I took my 24 hr mandatory break at Takotna still running 16 dogs. We each enjoyed the hospitality of this wonderful checkpoint. It was the first time I got more than 1 hr of sleep. I had only laid down for an hour prior to Takotna at Rohn River. I practically crawled into the Toyo stove for a warm sleep in the library at Takotna. We had a good trip to Cripple, I might have liked to have broken this run up but once again I could not easily find camping sites with all the deep snow. The Yukon River was a wonderful site, with clear cold nights a beautiful backdrop for the gorgeous northern lights and shooting stars. The skies were the most active I have seen since the early 90’s. God is truly a magnificent creator and His glory was in full display. I found myself continually thanking Him for the privilege of being out with Him and for my beautiful dogs. When I reached Kaltag I felt it would be easy sledding from there, I had just been on that section of the trail in Feb. in the Paul Johnson Race.
That is not actually how things turned out and by the time I got in to Unalakleet I was getting very sick, very fast. I felt like an elephant was sitting on my chest. I decided to take a long break there, to re-group, give the dogs 2 big meals, and get antibiotics for myself. That may have been one of the best decisions of my race. Everything turned around in a positive way when I started up the coast. Although the winds picked up and the temperatures were cold all of us were ready for it. I dressed the dogs in all their protective clothing; booties, coats, leggings, and a special fox tail for Oministar, and off we went headed for Nome. Heading out of Koyuk into the sunset a piebald caribou jumped out and ran alongside my team for a bit then out onto the jumbled ice. She pranced into a beautiful sky, exciting the dogs it was amazing.
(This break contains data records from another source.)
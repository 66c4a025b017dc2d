use std::collections::HashSet;
use std::hash::Hash;

/// Deduplicated labels for one instance.
#[derive(Debug, Clone, PartialEq, Eq)]
pub struct LabelSet<L: Eq + Hash> {
    labels: HashSet<L>,
}

impl<L: Eq + Hash> LabelSet<L> {
    pub fn from_labels<I>(labels: I) -> Self
    where
        I: IntoIterator<Item = L>,
    {
        Self {
            labels: labels.into_iter().collect(),
        }
    }

    pub fn len(&self) -> usize {
        self.labels.len()
    }

    pub fn is_empty(&self) -> bool {
        self.labels.is_empty()
    }

    pub fn contains(&self, label: &L) -> bool {
        self.labels.contains(label)
    }

    /// Size of the intersection; iterates the smaller set.
    pub fn intersection_len(&self, other: &Self) -> usize {
        let (small, large) = if self.len() <= other.len() {
            (self, other)
        } else {
            (other, self)
        };
        small.labels.iter().filter(|l| large.contains(l)).count()
    }
}

impl<L: Eq + Hash> FromIterator<L> for LabelSet<L> {
    fn from_iter<I: IntoIterator<Item = L>>(iter: I) -> Self {
        Self::from_labels(iter)
    }
}

#[cfg(test)]
#[path = "../../tests/src_inline/model/labels.rs"]
mod tests;
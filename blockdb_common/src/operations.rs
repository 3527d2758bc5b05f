//! Write operations accepted by the database service
//!
//! Each [`Operation`] knows the endpoint it is posted to ([`Operation::path`])
//! and serializes as the bare request body, so it can be handed straight to
//! `reqwest::RequestBuilder::json`.

use serde::{Deserialize, Serialize};
use serde_json::{json, Value};
use std::collections::BTreeMap;
use std::fmt;

/// **The kind of a write operation**
///
/// Selects the endpoint path that an [`Operation`] is posted to.
#[derive(Clone, Copy, Debug, Eq, Hash, PartialEq)]
pub enum OperationKind {
    Set,
    Increase,
    Update,
    Batch,
}

impl OperationKind {
    /// The endpoint path, relative to a server's base URL.
    pub fn path(&self) -> &'static str {
        match self {
            OperationKind::Set => "set",
            OperationKind::Increase => "increase",
            OperationKind::Update => "update",
            OperationKind::Batch => "batch",
        }
    }
}

impl fmt::Display for OperationKind {
    fn fmt(&self, f: &mut fmt::Formatter<'_>) -> fmt::Result {
        f.write_str(self.path())
    }
}

/// Body of `POST /set`
#[derive(Clone, Debug, Deserialize, PartialEq, Serialize)]
pub struct SetBody {
    #[serde(rename = "ref")]
    pub reference: String,
    pub value: Value,
}

/// Body of `POST /increase`
///
/// Maps a ref to the signed delta it should be increased by.
#[derive(Clone, Debug, Deserialize, PartialEq, Serialize)]
pub struct IncreaseBody {
    pub diff: BTreeMap<String, i64>,
}

/// Body of `POST /update`
#[derive(Clone, Debug, Deserialize, PartialEq, Serialize)]
pub struct UpdateBody {
    pub data: BTreeMap<String, Value>,
}

/// A single entry of a batch, tagged with its `op` name
#[derive(Clone, Debug, Deserialize, PartialEq, Serialize)]
#[serde(tag = "op", rename_all = "lowercase")]
pub enum BatchEntry {
    Set(SetBody),
    Increase(IncreaseBody),
    Update(UpdateBody),
}

/// Body of `POST /batch`
#[derive(Clone, Debug, Deserialize, PartialEq, Serialize)]
pub struct BatchBody {
    pub batch_list: Vec<BatchEntry>,
}

/// **A write operation: a kind plus its JSON body**
///
/// Serializes untagged, i.e., as the body alone; the kind travels in the URL.
#[derive(Clone, Debug, Deserialize, PartialEq, Serialize)]
#[serde(untagged)]
pub enum Operation {
    Set(SetBody),
    Increase(IncreaseBody),
    Update(UpdateBody),
    Batch(BatchBody),
}

impl Operation {
    pub fn set(reference: &str, value: Value) -> Self {
        Operation::Set(SetBody {
            reference: reference.to_string(),
            value,
        })
    }

    /// Later pairs overwrite earlier ones with the same ref.
    pub fn increase<'a>(diff: impl IntoIterator<Item = (&'a str, i64)>) -> Self {
        Operation::Increase(IncreaseBody {
            diff: diff.into_iter().map(|(k, v)| (k.to_string(), v)).collect(),
        })
    }

    /// Later pairs overwrite earlier ones with the same ref.
    pub fn update<'a>(data: impl IntoIterator<Item = (&'a str, Value)>) -> Self {
        Operation::Update(UpdateBody {
            data: data.into_iter().map(|(k, v)| (k.to_string(), v)).collect(),
        })
    }

    pub fn batch(batch_list: Vec<BatchEntry>) -> Self {
        Operation::Batch(BatchBody { batch_list })
    }

    pub fn kind(&self) -> OperationKind {
        match self {
            Operation::Set(_) => OperationKind::Set,
            Operation::Increase(_) => OperationKind::Increase,
            Operation::Update(_) => OperationKind::Update,
            Operation::Batch(_) => OperationKind::Batch,
        }
    }

    pub fn path(&self) -> &'static str {
        self.kind().path()
    }
}

fn batch_set(reference: &str, value: Value) -> BatchEntry {
    BatchEntry::Set(SetBody {
        reference: reference.to_string(),
        value,
    })
}

/// **The fixed set of sample operations used by the load tester**
///
/// Covers every kind, including deep refs, nested objects, arrays,
/// duplicate keys (last one wins) and a mixed batch.
pub fn sample_operations() -> Vec<Operation> {
    vec![
        Operation::set("test/comeonnnnnnn", json!("testme")),
        Operation::set("test/comeonnnnnnn", json!("no meeeee")),
        Operation::set("test/comeon/nnnnnn", json!("through")),
        Operation::set("test/comeonnnnnnn/new", json!({"new": "path"})),
        Operation::set(
            "test/builed/some/deep",
            json!({"place": {"next": 1, "level": "down"}}),
        ),
        Operation::set("test/builed/heliii", json!({"range": [1, 2, 3, 1, 4, 5]})),
        Operation::set(
            "test/b/u/i/l/e/d/hel",
            json!({"range": [1, 4, 5], "another": [234]}),
        ),
        Operation::set("test/b/u/i/l/e/d/hel", json!("very nested")),
        Operation::set("test/b/u/i/l/e/d/hel", json!({"1": 2, "3": 4, "5": 6})),
        Operation::set("test/new/final/path", json!({"neste": [1, 2, 3, 4, 5]})),
        Operation::set(
            "test/new/final/path",
            json!({"more": {"now": 12, "hellloooo": 123}}),
        ),
        Operation::increase([
            ("test/increase/first/level", 10),
            ("test/increase/first/level2", 20),
        ]),
        Operation::increase([
            ("test/increase/second/level/deeper", 20),
            ("test/increase/second/level/deeper", 1000),
        ]),
        Operation::increase([("test/increase", 1)]),
        Operation::increase([("test/new", 1), ("test/b", 30)]),
        Operation::increase([("test/increase", -10000), ("test/increase", 10000)]),
        Operation::increase([("test/b/u", 10000)]),
        Operation::increase([("test/builed/some/deep/place/next", 100002)]),
        Operation::update([
            ("test/increase/first/level", json!(10)),
            ("test/increase/first/level2", json!(20)),
        ]),
        Operation::update([
            ("test/increase/second/level/deeper", json!(20)),
            ("test/increase/second/level/deeper", json!(1000)),
        ]),
        Operation::update([("test/increase", json!(1))]),
        Operation::update([("test/new", json!(1)), ("test/b", json!(30))]),
        Operation::update([
            ("test/increase", json!(10000)),
            ("test/increase", json!(10000)),
        ]),
        Operation::update([("test/b/u", json!(10000))]),
        Operation::update([("test/builed/some/deep/place/next", json!(100002))]),
        Operation::batch(vec![
            batch_set("test/comeonnnnnnn", json!("testme")),
            BatchEntry::Update(UpdateBody {
                data: BTreeMap::from([("test/b/u".to_string(), json!(10000))]),
            }),
        ]),
        Operation::batch(vec![batch_set("test/comeonnnnnnn", json!("no meeeee"))]),
        Operation::batch(vec![batch_set("test/comeon/nnnnnn", json!("through"))]),
        Operation::batch(vec![batch_set(
            "test/comeonnnnnnn/new",
            json!({"new": "path"}),
        )]),
        Operation::batch(vec![batch_set(
            "test/builed/some/deep",
            json!({"place": {"next": 1, "level": "down"}}),
        )]),
        Operation::batch(vec![batch_set(
            "test/builed/heliii",
            json!({"range": [1, 2, 3, 1, 4, 5]}),
        )]),
        Operation::batch(vec![batch_set(
            "test/b/u/i/l/e/d/hel",
            json!({"range": [1, 4, 5], "another": [234]}),
        )]),
        Operation::batch(vec![batch_set("test/b/u/i/l/e/d/hel", json!("very nested"))]),
        Operation::batch(vec![batch_set(
            "test/b/u/i/l/e/d/hel",
            json!({"1": 2, "3": 4, "5": 6}),
        )]),
        Operation::batch(vec![batch_set(
            "test/new/final/path",
            json!({"neste": [1, 2, 3, 4, 5]}),
        )]),
    ]
}

#[cfg(test)]
mod tests {
    use super::*;

    #[test]
    fn test_sample_operation_counts() {
        let ops = sample_operations();
        let count = |kind: OperationKind| ops.iter().filter(|op| op.kind() == kind).count();

        assert_eq!(35, ops.len());
        assert_eq!(11, count(OperationKind::Set));
        assert_eq!(7, count(OperationKind::Increase));
        assert_eq!(7, count(OperationKind::Update));
        assert_eq!(10, count(OperationKind::Batch));
    }

    #[test]
    fn test_paths() {
        assert_eq!("set", Operation::set("a", json!(1)).path());
        assert_eq!("increase", Operation::increase([("a", 1)]).path());
        assert_eq!("update", Operation::update([("a", json!(1))]).path());
        assert_eq!("batch", Operation::batch(vec![]).path());
        assert_eq!("batch", OperationKind::Batch.to_string());
    }

    #[test]
    fn test_set_serializes_as_bare_body() {
        let op = Operation::set("test/builed/heliii", json!({"range": [1, 2]}));
        assert_eq!(
            json!({"ref": "test/builed/heliii", "value": {"range": [1, 2]}}),
            serde_json::to_value(&op).unwrap()
        );
    }

    #[test]
    fn test_duplicate_refs_keep_last_value() {
        let op = Operation::increase([("test/increase", -10000), ("test/increase", 10000)]);
        assert_eq!(
            json!({"diff": {"test/increase": 10000}}),
            serde_json::to_value(&op).unwrap()
        );
    }

    #[test]
    fn test_batch_entries_are_tagged_with_op() {
        let ops = sample_operations();
        let first_batch = ops
            .iter()
            .find(|op| op.kind() == OperationKind::Batch)
            .unwrap();

        assert_eq!(
            json!({"batch_list": [
                {"op": "set", "ref": "test/comeonnnnnnn", "value": "testme"},
                {"op": "update", "data": {"test/b/u": 10000}},
            ]}),
            serde_json::to_value(first_batch).unwrap()
        );
    }

    #[test]
    fn test_bodies_deserialize_into_the_right_kind() {
        for op in sample_operations() {
            let text = serde_json::to_string(&op).unwrap();
            let parsed: Operation = serde_json::from_str(&text).unwrap();
            assert_eq!(op.kind(), parsed.kind(), "{text}");
        }
    }
}
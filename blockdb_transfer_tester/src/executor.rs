//! Running the external transaction executor

use std::ffi::OsString;
use std::io;
use std::path::{Path, PathBuf};
use std::process::{ExitStatus, Stdio};
use tokio::process::Command;
use url::Url;

/// **How to invoke the transaction executor**
///
/// Runs `<interpreter> <tool> --transactionFile=<file> --privateKey=<key> --server=<url>`,
/// or the tool alone when there's no interpreter.
#[derive(Clone, Debug)]
pub struct ToolCommand {
    interpreter: Option<String>,
    tool: PathBuf,
    server: String,
}

/// What the executor printed
#[derive(Debug)]
pub struct ToolOutput {
    pub status: ExitStatus,
    pub stdout: String,
    pub stderr: String,
}

impl ToolOutput {
    /// Anything on stderr counts as a failure; the exit status doesn't.
    pub fn had_error(&self) -> bool {
        !self.stderr.trim().is_empty()
    }
}

impl ToolCommand {
    pub fn new(interpreter: Option<String>, tool: PathBuf, server: &Url) -> Self {
        Self {
            interpreter: interpreter.filter(|i| !i.trim().is_empty()),
            tool,
            server: server.as_str().trim_end_matches('/').to_string(),
        }
    }

    /// The program and its arguments, in order.
    pub fn argv(&self, private_key: &str, transaction_file: &Path) -> (OsString, Vec<OsString>) {
        let mut args: Vec<OsString> = vec![];

        let program = match &self.interpreter {
            Some(interpreter) => {
                args.push(self.tool.clone().into_os_string());
                OsString::from(interpreter)
            }
            None => self.tool.clone().into_os_string(),
        };

        let mut file_arg = OsString::from("--transactionFile=");
        file_arg.push(transaction_file);
        args.push(file_arg);
        args.push(format!("--privateKey={private_key}").into());
        args.push(format!("--server={}", self.server).into());

        (program, args)
    }

    /// A printable rendition of the command line, for logs.
    pub fn display(&self, private_key: &str, transaction_file: &Path) -> String {
        let (program, args) = self.argv(private_key, transaction_file);
        std::iter::once(program)
            .chain(args)
            .map(|arg| arg.to_string_lossy().into_owned())
            .collect::<Vec<_>>()
            .join(" ")
    }

    /// **Runs the executor to completion and captures its output**
    ///
    /// # Errors
    /// Only if the process can't be started or waited on.
    pub async fn execute(
        &self,
        private_key: &str,
        transaction_file: &Path,
    ) -> io::Result<ToolOutput> {
        let (program, args) = self.argv(private_key, transaction_file);

        let output = Command::new(program)
            .args(args)
            .stdin(Stdio::null())
            .stdout(Stdio::piped())
            .stderr(Stdio::piped())
            .kill_on_drop(true)
            .output()
            .await?;

        Ok(ToolOutput {
            status: output.status,
            stdout: String::from_utf8_lossy(&output.stdout).into_owned(),
            stderr: String::from_utf8_lossy(&output.stderr).into_owned(),
        })
    }
}
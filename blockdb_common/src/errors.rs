//! Error types shared by the test tools

/// **An error raised by the local account ledger**
#[derive(Debug, PartialEq, thiserror::Error)]
pub enum AccountingError {
    #[error("account \"{0}\" doesn't exist")]
    AccountNotFound(String),
    #[error("account \"{0}\" can't afford to withdraw {1}")]
    AccountUnderFunded(String, u64),
    #[error("account \"{0}\" would overflow when receiving {1}")]
    AccountOverFunded(String, u64),
}

/// **A malformed `key=balance` command-line argument**
#[derive(Debug, PartialEq, thiserror::Error)]
pub enum AccountArgError {
    #[error("expected `key=balance`, got \"{0}\"")]
    MissingSeparator(String),
    #[error("invalid private key in \"{0}\": {1}")]
    InvalidKey(String, &'static str),
    #[error("only non-negative integer balances are allowed; got \"{0}\"")]
    BadBalance(String),
    #[error("the private key \"{0}\" was given more than once")]
    DuplicateKey(String),
}

/// **A problem found while setting up a load run, before anything is sent**
#[derive(Debug, PartialEq, thiserror::Error)]
pub enum SetupError {
    #[error("base URL \"{0}\" could not be parsed: {1}")]
    BadBaseUrl(String, url::ParseError),
    #[error("base URL \"{0}\" can't have a path joined onto it")]
    NotABase(String),
    #[error("{0} servers repeated {1} times is more requests than can be counted")]
    TooManyRequests(usize, usize),
    #[error("URL error: {0}")]
    Url(#[from] url::ParseError),
}

/// **Everything that can stop the transfer tester**
#[derive(Debug, thiserror::Error)]
pub enum TesterError {
    #[error("HTTP request failed: {0}")]
    Http(#[from] reqwest::Error),
    #[error("I/O error: {0}")]
    Io(#[from] std::io::Error),
    #[error("JSON error: {0}")]
    Json(#[from] serde_json::Error),
    #[error("URL error: {0}")]
    Url(#[from] url::ParseError),
    #[error(transparent)]
    Accounting(#[from] AccountingError),
    #[error(transparent)]
    AccountArg(#[from] AccountArgError),
    #[error("at least two accounts are needed for transfers; got {0}")]
    NotEnoughAccounts(usize),
    #[error("no account can afford to send {0}")]
    NoEligibleSender(u64),
    #[error("no unclaimed public key on the server for private key \"{0}\"")]
    PublicKeyNotFound(String),
    #[error("private key \"{0}\" has no known public key")]
    UnknownPublicKey(String),
    #[error("the server returned no usable result for \"{0}\"")]
    MissingResult(String),
    #[error("balance of {address} is {actual}, expected {expected} (after {attempts} attempts)")]
    BalanceMismatch {
        address: String,
        expected: u64,
        actual: u64,
        attempts: u32,
    },
}
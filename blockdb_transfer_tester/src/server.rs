//! Reads against the database service

use blockdb_common::errors::TesterError;
use blockdb_common::{
    balance_from_value, balance_ref, GetValueRequest, ValueResponse, ALL_ACCOUNTS_REF,
};
use reqwest::{Client, Url};
use serde_json::Value;

/// **A thin client for `GET /get_value`**
#[derive(Clone, Debug)]
pub struct ServerClient {
    client: Client,
    base_url: Url,
}

impl ServerClient {
    pub fn new(client: Client, base_url: Url) -> Self {
        Self { client, base_url }
    }

    /// **Fetches the `result` stored at `reference`**
    ///
    /// # Errors
    /// Any transport failure or a status of 400 or above.
    pub async fn get_value(&self, reference: &str) -> Result<Value, TesterError> {
        let url = self.base_url.join("get_value")?;
        let response = self
            .client
            .get(url)
            .query(&GetValueRequest::new(reference))
            .send()
            .await?
            .error_for_status()?;

        let envelope: ValueResponse = response.json().await?;
        log::debug!("get_value {} -> {:?}", reference, envelope);

        Ok(envelope.result)
    }

    /// Public keys of every account the server knows; none if nothing is there yet.
    pub async fn account_addresses(&self) -> Result<Vec<String>, TesterError> {
        match self.get_value(ALL_ACCOUNTS_REF).await? {
            Value::Object(accounts) => Ok(accounts.keys().cloned().collect()),
            Value::Null => Ok(vec![]),
            _ => Err(TesterError::MissingResult(ALL_ACCOUNTS_REF.to_string())),
        }
    }

    /// The balance the server reports for `address`.
    pub async fn balance(&self, address: &str) -> Result<u64, TesterError> {
        let reference = balance_ref(address);
        let value = self.get_value(&reference).await?;
        let balance = balance_from_value(&value).ok_or(TesterError::MissingResult(reference))?;

        log::info!("User with address {} has balance {}", address, balance);
        Ok(balance)
    }
}
use std::collections::HashMap;

/// **Hands out per-signer nonces**
///
/// The first nonce of every key is 0; each call to [`NonceTracker::next`]
/// returns the current value and advances it.
#[derive(Debug, Default)]
pub struct NonceTracker {
    nonces: HashMap<String, u64>,
}

impl NonceTracker {
    pub fn new() -> Self {
        Self::default()
    }

    pub fn next(&mut self, key: &str) -> u64 {
        let counter = self.nonces.entry(key.to_string()).or_insert(0);
        let nonce = *counter;
        *counter += 1;
        nonce
    }

    /// The nonce the next call to [`NonceTracker::next`] would return, without advancing.
    #[cfg(test)]
    pub fn peek(&self, key: &str) -> u64 {
        self.nonces.get(key).copied().unwrap_or(0)
    }
}

#[cfg(test)]
mod tests {
    use super::NonceTracker;

    #[test]
    fn test_first_nonce_is_zero() {
        let mut nonces = NonceTracker::new();
        assert_eq!(0, nonces.peek("alice"));
        assert_eq!(0, nonces.next("alice"));
    }

    #[test]
    fn test_nonces_increase_per_key() {
        let mut nonces = NonceTracker::new();

        let alice: Vec<u64> = (0..5).map(|_| nonces.next("alice")).collect();
        assert_eq!(vec![0, 1, 2, 3, 4], alice);

        assert_eq!(0, nonces.next("bob"));
        assert_eq!(5, nonces.next("alice"));
        assert_eq!(1, nonces.next("bob"));

        assert_eq!(6, nonces.peek("alice"));
        assert_eq!(2, nonces.peek("bob"));
    }
}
We finished in 9 days 14 hrs and 43 minutes, greeted by friends, family. My 83-year-old mom was waiting for us after not being able to travel to Nome, since she had been fighting stage 4 breast cancer for several years. As I said in the beginning, I was reminded once again each day is gift. This was truly and amazing year for me. It did not finish when we crossed the under the arches. I was fortunate to have my young dogs traveling the trail with Jaimee Kinzer. It was several more days before Jaimee successfully navigated finishing her rookie race doing a wonderful job and accomplishing a lifelong dream of hers. Congratulations to Jaimee, she worked for 4 years at my kennel towards this goal and I am proud of her and our young dogs.